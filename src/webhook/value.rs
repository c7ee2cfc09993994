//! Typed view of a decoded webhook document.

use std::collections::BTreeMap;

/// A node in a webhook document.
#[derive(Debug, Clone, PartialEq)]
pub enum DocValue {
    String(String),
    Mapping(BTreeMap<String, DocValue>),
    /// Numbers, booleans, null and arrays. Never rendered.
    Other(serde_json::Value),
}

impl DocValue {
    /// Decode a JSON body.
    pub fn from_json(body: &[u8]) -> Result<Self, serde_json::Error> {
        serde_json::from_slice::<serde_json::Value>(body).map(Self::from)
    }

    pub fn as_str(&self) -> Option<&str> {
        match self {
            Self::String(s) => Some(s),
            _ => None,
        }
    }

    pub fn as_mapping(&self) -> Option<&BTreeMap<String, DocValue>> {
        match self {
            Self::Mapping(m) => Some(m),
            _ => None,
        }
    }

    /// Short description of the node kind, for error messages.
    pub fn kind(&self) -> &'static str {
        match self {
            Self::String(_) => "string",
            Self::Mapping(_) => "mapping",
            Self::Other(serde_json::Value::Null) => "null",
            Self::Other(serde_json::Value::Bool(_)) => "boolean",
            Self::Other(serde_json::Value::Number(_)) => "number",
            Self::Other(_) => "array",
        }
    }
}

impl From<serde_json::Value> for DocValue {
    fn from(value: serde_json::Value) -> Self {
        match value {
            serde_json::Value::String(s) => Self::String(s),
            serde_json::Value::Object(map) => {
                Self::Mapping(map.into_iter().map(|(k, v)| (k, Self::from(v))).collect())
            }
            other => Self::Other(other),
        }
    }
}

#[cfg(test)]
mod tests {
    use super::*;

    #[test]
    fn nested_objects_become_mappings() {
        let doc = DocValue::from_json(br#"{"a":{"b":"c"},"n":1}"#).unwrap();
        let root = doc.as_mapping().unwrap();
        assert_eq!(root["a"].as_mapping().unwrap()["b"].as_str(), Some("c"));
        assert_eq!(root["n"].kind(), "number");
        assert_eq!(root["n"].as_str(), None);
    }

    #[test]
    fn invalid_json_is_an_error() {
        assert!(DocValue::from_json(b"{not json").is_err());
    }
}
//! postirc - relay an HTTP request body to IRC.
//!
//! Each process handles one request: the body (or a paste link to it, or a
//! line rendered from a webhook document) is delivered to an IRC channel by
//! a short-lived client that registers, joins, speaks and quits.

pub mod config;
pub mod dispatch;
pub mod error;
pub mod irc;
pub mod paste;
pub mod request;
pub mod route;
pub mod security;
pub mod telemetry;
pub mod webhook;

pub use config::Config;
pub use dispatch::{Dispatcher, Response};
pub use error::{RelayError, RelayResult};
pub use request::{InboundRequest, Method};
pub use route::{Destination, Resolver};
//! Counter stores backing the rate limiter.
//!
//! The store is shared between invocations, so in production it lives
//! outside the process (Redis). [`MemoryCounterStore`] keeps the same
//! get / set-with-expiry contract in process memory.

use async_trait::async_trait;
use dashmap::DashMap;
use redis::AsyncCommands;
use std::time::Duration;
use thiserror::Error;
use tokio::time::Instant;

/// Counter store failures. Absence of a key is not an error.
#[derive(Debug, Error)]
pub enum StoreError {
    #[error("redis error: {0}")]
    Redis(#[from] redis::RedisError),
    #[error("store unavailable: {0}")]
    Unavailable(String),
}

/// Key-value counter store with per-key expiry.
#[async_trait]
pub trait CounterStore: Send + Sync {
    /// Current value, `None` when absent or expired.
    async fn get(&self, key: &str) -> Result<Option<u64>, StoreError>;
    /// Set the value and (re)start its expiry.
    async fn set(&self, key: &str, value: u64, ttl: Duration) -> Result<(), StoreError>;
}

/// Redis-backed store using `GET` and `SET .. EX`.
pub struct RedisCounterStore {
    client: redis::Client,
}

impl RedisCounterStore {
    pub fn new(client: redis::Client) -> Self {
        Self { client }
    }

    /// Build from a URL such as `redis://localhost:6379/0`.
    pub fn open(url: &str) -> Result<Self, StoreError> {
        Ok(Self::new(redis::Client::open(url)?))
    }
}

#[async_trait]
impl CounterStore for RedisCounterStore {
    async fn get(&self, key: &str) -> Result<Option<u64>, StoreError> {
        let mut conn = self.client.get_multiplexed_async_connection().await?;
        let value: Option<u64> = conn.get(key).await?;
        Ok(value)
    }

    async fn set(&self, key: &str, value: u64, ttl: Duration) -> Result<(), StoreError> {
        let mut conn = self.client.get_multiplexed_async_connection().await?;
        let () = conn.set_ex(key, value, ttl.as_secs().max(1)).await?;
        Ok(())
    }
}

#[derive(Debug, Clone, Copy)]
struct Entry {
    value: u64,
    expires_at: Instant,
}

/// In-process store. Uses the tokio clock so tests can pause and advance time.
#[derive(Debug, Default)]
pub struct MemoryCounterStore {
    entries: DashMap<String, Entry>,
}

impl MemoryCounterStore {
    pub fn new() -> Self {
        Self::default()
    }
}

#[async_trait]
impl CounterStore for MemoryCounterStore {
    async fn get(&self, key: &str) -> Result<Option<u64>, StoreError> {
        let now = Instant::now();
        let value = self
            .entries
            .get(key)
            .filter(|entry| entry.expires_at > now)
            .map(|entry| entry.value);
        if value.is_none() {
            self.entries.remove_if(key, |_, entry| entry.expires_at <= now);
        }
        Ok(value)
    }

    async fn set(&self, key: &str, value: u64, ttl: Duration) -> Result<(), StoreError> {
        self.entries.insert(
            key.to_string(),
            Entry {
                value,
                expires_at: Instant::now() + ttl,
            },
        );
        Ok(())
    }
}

=-=-=

[TASK TO CARRY OUT]: Starting at the first line and ending at the last, retype the entries above.

[REPLY]:
filename src/webhook/value.rs
repository c7ee2cfc09993994
//! Typed view of a decoded webhook document.

use std::collections::BTreeMap;

/// A node in a webhook document.
#[derive(Debug, Clone, PartialEq)]
pub enum DocValue {
    String(String),
    Mapping(BTreeMap<String, DocValue>),
    /// Numbers, booleans, null and arrays. Never rendered.
    Other(serde_json::Value),
}

impl DocValue {
    /// Decode a JSON body.
    pub fn from_json(body: &[u8]) -> Result<Self, serde_json::Error> {
        serde_json::from_slice::<serde_json::Value>(body).map(Self::from)
    }

    pub fn as_str(&self) -> Option<&str> {
        match self {
            Self::String(s) => Some(s),
            _ => None,
        }
    }

    pub fn as_mapping(&self) -> Option<&BTreeMap<String, DocValue>> {
        match self {
            Self::Mapping(m) => Some(m),
            _ => None,
        }
    }

    /// Short description of the node kind, for error messages.
    pub fn kind(&self) -> &'static str {
        match self {
            Self::String(_) => "string",
            Self::Mapping(_) => "mapping",
            Self::Other(serde_json::Value::Null) => "null",
            Self::Other(serde_json::Value::Bool(_)) => "boolean",
            Self::Other(serde_json::Value::Number(_)) => "number",
            Self::Other(_) => "array",
        }
    }
}

impl From<serde_json::Value> for DocValue {
    fn from(value: serde_json::Value) -> Self {
        match value {
            serde_json::Value::String(s) => Self::String(s),
            serde_json::Value::Object(map) => {
                Self::Mapping(map.into_iter().map(|(k, v)| (k, Self::from(v))).collect())
            }
            other => Self::Other(other),
        }
    }
}

#[cfg(test)]
mod tests {
    use super::*;

    #[test]
    fn nested_objects_become_mappings() {
        let doc = DocValue::from_json(br#"{"a":{"b":"c"},"n":1}"#).unwrap();
        let root = doc.as_mapping().unwrap();
        assert_eq!(root["a"].as_mapping().unwrap()["b"].as_str(), Some("c"));
        assert_eq!(root["n"].kind(), "number");
        assert_eq!(root["n"].as_str(), None);
    }

    #[test]
    fn invalid_json_is_an_error() {
        assert!(DocValue::from_json(b"{not json").is_err());
    }
}
//! postirc - relay an HTTP request body to IRC.
//!
//! Each process handles one request: the body (or a paste link to it, or a
//! line rendered from a webhook document) is delivered to an IRC channel by
//! a short-lived client that registers, joins, speaks and quits.

pub mod config;
pub mod dispatch;
pub mod error;
pub mod irc;
pub mod paste;
pub mod request;
pub mod route;
pub mod security;
pub mod telemetry;
pub mod webhook;

pub use config::Config;
pub use dispatch::{Dispatcher, Response};
pub use error::{RelayError, RelayResult};
pub use request::{InboundRequest, Method};
pub use route::{Destination, Resolver};
//! Counter stores backing the rate limiter.
//!
//! The store is shared between invocations, so in production it lives
//! outside the process (Redis). [`MemoryCounterStore`] keeps the same
//! get / set-with-expiry contract in process memory.

use async_trait::async_trait;
use dashmap::DashMap;
use redis::AsyncCommands;
use std::time::Duration;
use thiserror::Error;
use tokio::time::Instant;

/// Counter store failures. Absence of a key is not an error.
#[derive(Debug, Error)]
pub enum StoreError {
    #[error("redis error: {0}")]
    Redis(#[from] redis::RedisError),
    #[error("store unavailable: {0}")]
    Unavailable(String),
}

/// Key-value counter store with per-key expiry.
#[async_trait]
pub trait CounterStore: Send + Sync {
    /// Current value, `None` when absent or expired.
    async fn get(&self, key: &str) -> Result<Option<u64>, StoreError>;
    /// Set the value and (re)start its expiry.
    async fn set(&self, key: &str, value: u64, ttl: Duration) -> Result<(), StoreError>;
}

/// Redis-backed store using `GET` and `SET .. EX`.
pub struct RedisCounterStore {
    client: redis::Client,
}

impl RedisCounterStore {
    pub fn new(client: redis::Client) -> Self {
        Self { client }
    }

    /// Build from a URL such as `redis://localhost:6379/0`.
    pub fn open(url: &str) -> Result<Self, StoreError> {
        Ok(Self::new(redis::Client::open(url)?))
    }
}

#[async_trait]
impl CounterStore for RedisCounterStore {
    async fn get(&self, key: &str) -> Result<Option<u64>, StoreError> {
        let mut conn = self.client.get_multiplexed_async_connection().await?;
        let value: Option<u64> = conn.get(key).await?;
        Ok(value)
    }

    async fn set(&self, key: &str, value: u64, ttl: Duration) -> Result<(), StoreError> {
        let mut conn = self.client.get_multiplexed_async_connection().await?;
        let () = conn.set_ex(key, value, ttl.as_secs().max(1)).await?;
        Ok(())
    }
}

#[derive(Debug, Clone, Copy)]
struct Entry {
    value: u64,
    expires_at: Instant,
}

/// In-process store. Uses the tokio clock so tests can pause and advance time.
#[derive(Debug, Default)]
pub struct MemoryCounterStore {
    entries: DashMap<String, Entry>,
}

impl MemoryCounterStore {
    pub fn new() -> Self {
        Self::default()
    }
}

#[async_trait]
impl CounterStore for MemoryCounterStore {
    async fn get(&self, key: &str) -> Result<Option<u64>, StoreError> {
        let now = Instant::now();
        let value = self
            .entries
            .get(key)
            .filter(|entry| entry.expires_at > now)
            .map(|entry| entry.value);
        if value.is_none() {
            self.entries.remove_if(key, |_, entry| entry.expires_at <= now);
        }
        Ok(value)
    }

    async fn set(&self, key: &str, value: u64, ttl: Duration) -> Result<(), StoreError> {
        self.entries.insert(
            key.to_string(),
            Entry {
                value,
                expires_at: Instant::now() + ttl,
            },
        );
        Ok(())
    }
}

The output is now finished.